Pour l’association, l’eau prélevée dans les nappes superficielles pour alimenter les bassins sera rejetée chargée d’hormones de croissances et autres résidus médicamenteux dans le milieu. Ces derniers pourraient polluer durablement l’estuaire comme ce fut le cas pour le cadmium, un métal lourd qui pose de sérieux problèmes aux ostréiculteurs de la région.
Hormone, antibiotiques, vaccins rejetés dans la nature ? La société nie leur utilisation. « Il n’y aura aucun impact négatif sur l’environnement, rassure Paul Millotis. Nous ne rejetterons par jour que 0,008 % du débit journalier de l’estuaire de la Gironde ».

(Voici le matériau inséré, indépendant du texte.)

use serde_json::Value;

use super::scan::{balanced_fragments, escape_string_controls};
use super::{plain_lines, strip_wrapping, Normalized};
use crate::errors::{GenerationError, SENTINEL};

pub const MAX_EMOTIONS: usize = 7;

/// Extract the ordered emotion words from a completion blob.
///
/// Only the first balanced array is considered. Lists longer than
/// [`MAX_EMOTIONS`] are cut down.
pub fn normalize_emotions(raw: &str) -> Result<Normalized<Vec<String>>, GenerationError> {
    let text = strip_wrapping(raw);

    if let Some(fragment) = balanced_fragments(&text, '[', ']').into_iter().next() {
        let escaped = escape_string_controls(fragment);
        if let Ok(Value::Array(items)) = serde_json::from_str::<Value>(&escaped) {
            let words: Vec<String> = items
                .iter()
                .filter_map(Value::as_str)
                .map(str::trim)
                .filter(|word| !word.is_empty())
                .map(str::to_string)
                .collect();
            return finish(words, raw, Normalized::clean);
        }
    }

    if text.starts_with('{') {
        return Err(GenerationError::malformed(
            "model returned an object instead of an array",
            raw,
        ));
    }

    // Plain lists come one per line or comma separated; lead-in lines such
    // as "The passage conveys:" carry no emotion.
    let words: Vec<String> = plain_lines(&text)
        .filter(|line| !line.ends_with(':'))
        .flat_map(|line| line.split([',', '，', ';']))
        .map(clean_word)
        .filter(|word| !word.is_empty())
        .map(str::to_string)
        .collect();
    if words.is_empty() {
        return Err(GenerationError::malformed(
            "response is not valid JSON and holds no usable text",
            raw,
        ));
    }
    tracing::warn!(count = words.len(), "emotions recovered from plain text");
    finish(words, raw, Normalized::fallback)
}

fn finish(
    mut words: Vec<String>,
    raw: &str,
    wrap: fn(Vec<String>) -> Normalized<Vec<String>>,
) -> Result<Normalized<Vec<String>>, GenerationError> {
    match words.first().map(String::as_str) {
        None => Err(GenerationError::malformed("model returned no emotions", raw)),
        Some(SENTINEL) => Err(GenerationError::declined(raw)),
        Some(_) => {
            words.truncate(MAX_EMOTIONS);
            Ok(wrap(words))
        }
    }
}

fn clean_word(word: &str) -> &str {
    word.trim()
        .trim_start_matches(|ch: char| ch.is_ascii_digit() || matches!(ch, ')' | '•'))
        .trim_matches(|ch: char| {
            ch.is_whitespace() || matches!(ch, '"' | '\'' | '[' | ']' | '.' | '`' | '*' | '-')
        })
}
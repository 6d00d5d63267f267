//! Provider client, capability pipelines and the workbench that drives them.

pub mod client;
pub mod config;
pub mod pipelines;
pub mod video;
pub mod workbench;

#[cfg(test)]
mod testing;

pub use client::{GenerationClient, SiliconFlowClient, VideoStatus};
pub use config::{ConfigError, EngineConfig};
pub use workbench::Workbench;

Dans sa communication, Pure Salmon insiste sur le « contrôle » des flux d’entrée et de sortie. Elle explique mettre un point d’honneur à offrir une qualité d’eau irréprochable aux poissons et à la restituer sans aucun polluant. Pour cela, la ferme sera dotée d’une usine de traitement interne, et travaillera avec le concours de Véolia et Suez.
Les autres griefs des écologistes portent sur l’importante consommation énergétique ou encore les mauvaises conditions de vie des saumons. L’association Eaux Secours Agissons pointe leur densité dans les bassins – 70 kg de saumons par m3, alors que le fond marin européen recommanderait 25 kg/m3.
Sur cette question, Paul Millotis oppose un indicateur significatif, selon lui : la mortalité. Cette dernière serait deux à trois fois plus faible dans les bassins que dans les élevages marins, du fait de ce contrôle permanent de l’environnement.